Crise dos ‘coletes amarelos’ fortalece a ultradireitista Le Pen diante de Macron
Partido liderado pela deputada apresenta seu cabeça de chapa, de 23 anos, para as eleições europeias
Marine Le Pen, enfraquecida depois de perder a eleição presidencial francesa de 2017 para Emmanuel Macron, encontrou um novo impulso graças aos 'coletes amarelos'. A revolta das classes médias empobrecidas reforçou as chances eleitorais de Le Pen e do partido que preside, o rebatizado Reagrupamento Nacional (RN), herdeiro do velho partido ultradireitista, a Frente Nacional. Le Pen é, segundo as pesquisas de opinião, a única líder na França a lucrar com um movimento como o dos 'coletes amarelos', apoiado pela extrema esquerda e pela extrema direita. Em um momento de avanço do nacionalismo e do populismo na União Europeia, o RN é favorito nas eleições europeias de maio.

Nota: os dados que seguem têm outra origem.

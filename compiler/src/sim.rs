//! Direct simulation of a graph on an input sequence.
//!
//! Mirrors [`fsm_runtime::execute`] step for step so that a machine can be
//! checked against its reduced table form.

use fsm_runtime::Execution;
use rustc_hash::FxHashSet;

use crate::action::{ActionId, ActionTable};
use crate::condspace::{CondKey, CondSpaceId};
use crate::ctx::FsmCtx;
use crate::graph::{CondAp, FsmAp, StateId};
use crate::keyops::Key;

#[derive(Debug, Clone)]
struct Thread {
    state: StateId,
    pos: usize,
    actions: Vec<u32>,
    /// Set once the NFA alternatives of `state` have been queued.
    branched: bool,
}

fn extend_with(actions: &mut Vec<u32>, table: &ActionTable) {
    actions.extend(table.actions().map(|action| action.as_u32()));
}

impl FsmAp {
    /// Runs the machine over `input`, evaluating condition tests with
    /// `cond_eval`.
    ///
    /// On every key the from-state actions of the current state run, then the
    /// transition's actions, then the to-state actions of its target. A key
    /// without a transition, or a transition to the error state, runs the
    /// state's error actions and rejects. At the end of input the EOF actions
    /// run, plus the pending out actions of a final state, and the input is
    /// accepted if the state is final. A key outside the alphabet rejects
    /// without running any actions.
    ///
    /// NFA alternatives are explored depth first in order with backtracking;
    /// a state that also has transitions of its own tries them last. The
    /// first thread to accept wins. A rejected run reports the actions of the
    /// last thread to fail.
    pub fn simulate<F>(&self, ctx: &FsmCtx, input: &[Key], mut cond_eval: F) -> Execution
    where
        F: FnMut(u32) -> bool,
    {
        let Some(start) = self.start_state() else {
            return Execution::default();
        };

        let mut visited = FxHashSet::default();
        let mut failed = Vec::new();
        let mut stack = vec![Thread {
            state: start,
            pos: 0,
            actions: Vec::new(),
            branched: false,
        }];

        while let Some(mut thread) = stack.pop() {
            let st = self.state(thread.state);

            if !thread.branched {
                // a later thread reaching the same point cannot fare better
                if !visited.insert((thread.state, thread.pos)) {
                    continue;
                }
                if !st.nfa_out().is_empty() {
                    stack.push(Thread {
                        branched: true,
                        ..thread.clone()
                    });
                    for id in st.nfa_out().iter().rev() {
                        let nfa = self.nfa_trans(*id);
                        let mut actions = thread.actions.clone();
                        extend_with(&mut actions, &nfa.push_actions);
                        stack.push(Thread {
                            state: nfa.target,
                            pos: thread.pos,
                            actions,
                            branched: false,
                        });
                    }
                    continue;
                }
            }

            if thread.pos == input.len() {
                let mut eof = st.eof_actions.clone();
                if st.is_final() {
                    eof.set_actions(&st.out_actions);
                }
                extend_with(&mut thread.actions, &eof);
                if st.is_final() {
                    return Execution {
                        accepted: true,
                        actions: thread.actions,
                    };
                }
                failed = thread.actions;
                continue;
            }

            let key = input[thread.pos];
            if !ctx.keyops().contains(key) {
                failed = thread.actions;
                continue;
            }

            extend_with(&mut thread.actions, &st.from_state_actions);
            match self.lookup(ctx, thread.state, key, &mut cond_eval) {
                Some(CondAp {
                    target: Some(target),
                    actions,
                    ..
                }) => {
                    extend_with(&mut thread.actions, actions);
                    extend_with(&mut thread.actions, &self.state(*target).to_state_actions);
                    stack.push(Thread {
                        state: *target,
                        pos: thread.pos + 1,
                        actions: thread.actions,
                        branched: false,
                    });
                }
                Some(CondAp {
                    target: None,
                    actions,
                    ..
                }) => {
                    let mut table = actions.clone();
                    table.set_actions(&st.error_actions);
                    extend_with(&mut thread.actions, &table);
                    failed = thread.actions;
                }
                None => {
                    extend_with(&mut thread.actions, &st.error_actions);
                    failed = thread.actions;
                }
            }
        }

        Execution {
            accepted: false,
            actions: failed,
        }
    }

    fn lookup<F>(&self, ctx: &FsmCtx, state: StateId, key: Key, cond_eval: &mut F) -> Option<&CondAp>
    where
        F: FnMut(u32) -> bool,
    {
        let trans = self.trans(self.find_trans(state, key)?);
        let cond_key = eval_cond_key(ctx, trans.cond_space, cond_eval);
        trans.cond(cond_key)
    }
}

fn eval_cond_key<F>(ctx: &FsmCtx, space: Option<CondSpaceId>, cond_eval: &mut F) -> CondKey
where
    F: FnMut(u32) -> bool,
{
    let Some(space) = space else {
        return 0;
    };
    ctx.cond_spaces()
        .get(space)
        .conds()
        .iter()
        .map(ActionId::as_u32)
        .enumerate()
        .fold(0, |key, (bit, cond)| {
            if cond_eval(cond) {
                key | (1 << bit)
            } else {
                key
            }
        })
}

#[cfg(test)]
mod tests {
    use super::*;

    #[test]
    fn should_run_state_actions_around_transitions() {
        let mut ctx = FsmCtx::default();
        let from = ctx.new_action("from");
        let to = ctx.new_action("to");
        let eof = ctx.new_action("eof");

        let mut fsm = FsmAp::concat_fsm(&[1]);
        fsm.from_state_action(&mut ctx, from);
        fsm.to_state_action(&mut ctx, to);
        fsm.eof_action(&mut ctx, eof);

        let res = fsm.simulate(&ctx, &[1], |_| false);
        assert!(res.accepted);
        assert_eq!(vec![from.as_u32(), to.as_u32(), eof.as_u32()], res.actions);
    }

    #[test]
    fn should_reject_keys_outside_the_alphabet_without_actions() {
        let mut ctx = FsmCtx::default();
        let from = ctx.new_action("from");
        let err = ctx.new_action("err");

        let mut fsm = FsmAp::any_fsm(&ctx);
        fsm.from_state_action(&mut ctx, from);
        fsm.error_action(&mut ctx, err);

        let res = fsm.simulate(&ctx, &[1000], |_| false);
        assert!(!res.accepted);
        assert!(res.actions.is_empty());

        let res = fsm.simulate(&ctx, &[1, 1000], |_| false);
        assert!(!res.accepted);
        assert_eq!(vec![from.as_u32()], res.actions);
    }

    #[test]
    fn should_reject_empty_machines() {
        let ctx = FsmCtx::default();

        assert!(!FsmAp::new().simulate(&ctx, &[], |_| true).accepted);
        assert!(!FsmAp::empty_fsm().simulate(&ctx, &[0], |_| true).accepted);
    }

    #[test]
    fn should_backtrack_out_of_failed_alternatives() {
        let mut ctx = FsmCtx::default();
        let fsm = FsmAp::nfa_union_op(
            &mut ctx,
            vec![FsmAp::concat_fsm(&[1, 2]), FsmAp::concat_fsm(&[1, 3])],
        )
        .unwrap();

        assert!(fsm.simulate(&ctx, &[1, 3], |_| false).accepted);
        assert!(!fsm.simulate(&ctx, &[1, 4], |_| false).accepted);
    }
}
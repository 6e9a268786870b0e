//! The mutable FSM graph and its structural primitives.
//!
//! States, transitions and NFA transitions live in arenas addressed by
//! index handles. Every edge into a state is recorded in that state's in
//! list by the same attach/detach calls that edit out lists, so the two
//! never drift apart.

use std::collections::BTreeSet;

use indexmap::IndexSet;
use log::trace;

use crate::action::{ActionTable, PriorityTable};
use crate::condspace::{CondKey, CondSpaceId};
use crate::keyops::Key;

/// Marks a final state as coming from the first operand of an
/// intersection or subtraction.
pub(crate) const GRAPH1: u8 = 0b01;
/// Marks a final state as coming from the second operand.
pub(crate) const GRAPH2: u8 = 0b10;

/// An index into the state arena of an [`FsmAp`].
#[derive(Debug, Clone, Copy, PartialEq, Eq, Hash, PartialOrd, Ord)]
pub struct StateId(u32);

impl StateId {
    pub fn as_usize(&self) -> usize {
        self.0 as usize
    }
}

impl std::fmt::Display for StateId {
    fn fmt(&self, f: &mut std::fmt::Formatter<'_>) -> std::fmt::Result {
        write!(f, "{}", self.0)
    }
}

/// An index into the transition arena of an [`FsmAp`].
#[derive(Debug, Clone, Copy, PartialEq, Eq, Hash, PartialOrd, Ord)]
pub struct TransId(u32);

impl TransId {
    pub fn as_usize(&self) -> usize {
        self.0 as usize
    }
}

/// An index into the NFA transition arena of an [`FsmAp`].
#[derive(Debug, Clone, Copy, PartialEq, Eq, Hash, PartialOrd, Ord)]
pub struct NfaId(u32);

impl NfaId {
    pub fn as_usize(&self) -> usize {
        self.0 as usize
    }
}

/// A reference to one edge entering a state.
#[derive(Debug, Clone, Copy, PartialEq, Eq, Hash, PartialOrd, Ord)]
pub enum InEdge {
    /// The entry for a condition key of a range transition.
    Cond(TransId, CondKey),
    Nfa(NfaId),
}

/// One condition-keyed entry of a transition. Plain transitions have a
/// single entry at key 0.
#[derive(Debug, Clone, PartialEq, Eq, Hash)]
pub struct CondAp {
    pub key: CondKey,
    /// `None` leads to the error state.
    pub target: Option<StateId>,
    pub actions: ActionTable,
    pub priors: PriorityTable,
}

impl CondAp {
    pub fn new(key: CondKey, target: Option<StateId>) -> Self {
        Self {
            key,
            target,
            actions: ActionTable::new(),
            priors: PriorityTable::new(),
        }
    }
}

“Macron, renúncia!”, gritaram centenas de membros do Reagrupamento Nacional neste domingo, 13, na sala da Mutualité em Paris, tradicional lugar de reunião da esquerda francesa desde os anos trinta. O slogan é idêntico ao que se ouve desde meados de novembro nas manifestações dos 'coletes amarelos', a revolta contra o presidente da República e contra as elites francesas.
O comício serviu para apresentar a candidatura de Jordan Bardella, um militante de 23 anos, como cabeça de lista das eleições europeias de maio. Também serviu para mostrar a reação muito comedida do RN e de sua líder, Le Pen, ao descontentamento que colocou o país à beira da crise política.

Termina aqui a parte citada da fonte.